*** MATERIAL PROVIDED Section Begins ***
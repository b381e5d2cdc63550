// SPDX-License-Identifier: MPL-2.0
// This Source Code Form is subject to the terms of the Mozilla Public
// License, v. 2.0. If a copy of the MPL was not distributed with this
// file, You can obtain one at https://mozilla.org/MPL/2.0/.

//! Error types for the `phonesim` library.
//!
//! Simulated operations themselves never fail: a use attempt on a powered-off
//! or empty device is reported through [`UsageReport`](crate::report::UsageReport)
//! variants rather than errors. The errors here cover construction-time value
//! validation and report serialization.

use thiserror::Error;

/// The main error type for this library.
#[derive(Debug, Error)]
pub enum Error {
    /// Error occurred during value validation.
    #[error("value error: {0}")]
    Value(#[from] ValueError),

    /// Error occurred while serializing a status report.
    #[error("serialization error: {0}")]
    Json(#[from] serde_json::Error),
}

/// Errors related to value validation and constraints.
///
/// These errors occur when attempting to create constrained types
/// with invalid values.
#[derive(Debug, Error, Clone, PartialEq, Eq)]
pub enum ValueError {
    /// A numeric value is outside the allowed range.
    #[error("value {actual} is out of range [{min}, {max}]")]
    OutOfRange {
        /// Minimum allowed value.
        min: u16,
        /// Maximum allowed value.
        max: u16,
        /// The actual value that was provided.
        actual: u16,
    },

    /// An invalid power state string was provided.
    #[error("invalid power state: {0}")]
    InvalidPowerState(String),
}

/// A specialized Result type for this library.
pub type Result<T> = std::result::Result<T, Error>;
*** MATERIAL PROVIDED Section Ends ***
• WHAT YOU HAVE TO DO
Restate the data above in full, keeping every word as it is.

• SOLVED PROBLEM
repository b381e5d2cdc63550
// SPDX-License-Identifier: MPL-2.0
// This Source Code Form is subject to the terms of the Mozilla Public
// License, v. 2.0. If a copy of the MPL was not distributed with this
// file, You can obtain one at https://mozilla.org/MPL/2.0/.

//! Error types for the `phonesim` library.
//!
//! Simulated operations themselves never fail: a use attempt on a powered-off
//! or empty device is reported through [`UsageReport`](crate::report::UsageReport)
//! variants rather than errors. The errors here cover construction-time value
//! validation and report serialization.

use thiserror::Error;

/// The main error type for this library.
#[derive(Debug, Error)]
pub enum Error {
    /// Error occurred during value validation.
    #[error("value error: {0}")]
    Value(#[from] ValueError),

    /// Error occurred while serializing a status report.
    #[error("serialization error: {0}")]
    Json(#[from] serde_json::Error),
}

/// Errors related to value validation and constraints.
///
/// These errors occur when attempting to create constrained types
/// with invalid values.
#[derive(Debug, Error, Clone, PartialEq, Eq)]
pub enum ValueError {
    /// A numeric value is outside the allowed range.
    #[error("value {actual} is out of range [{min}, {max}]")]
    OutOfRange {
        /// Minimum allowed value.
        min: u16,
        /// Maximum allowed value.
        max: u16,
        /// The actual value that was provided.
        actual: u16,
    },

    /// An invalid power state string was provided.
    #[error("invalid power state: {0}")]
    InvalidPowerState(String),
}

/// A specialized Result type for this library.
pub type Result<T> = std::result::Result<T, Error>;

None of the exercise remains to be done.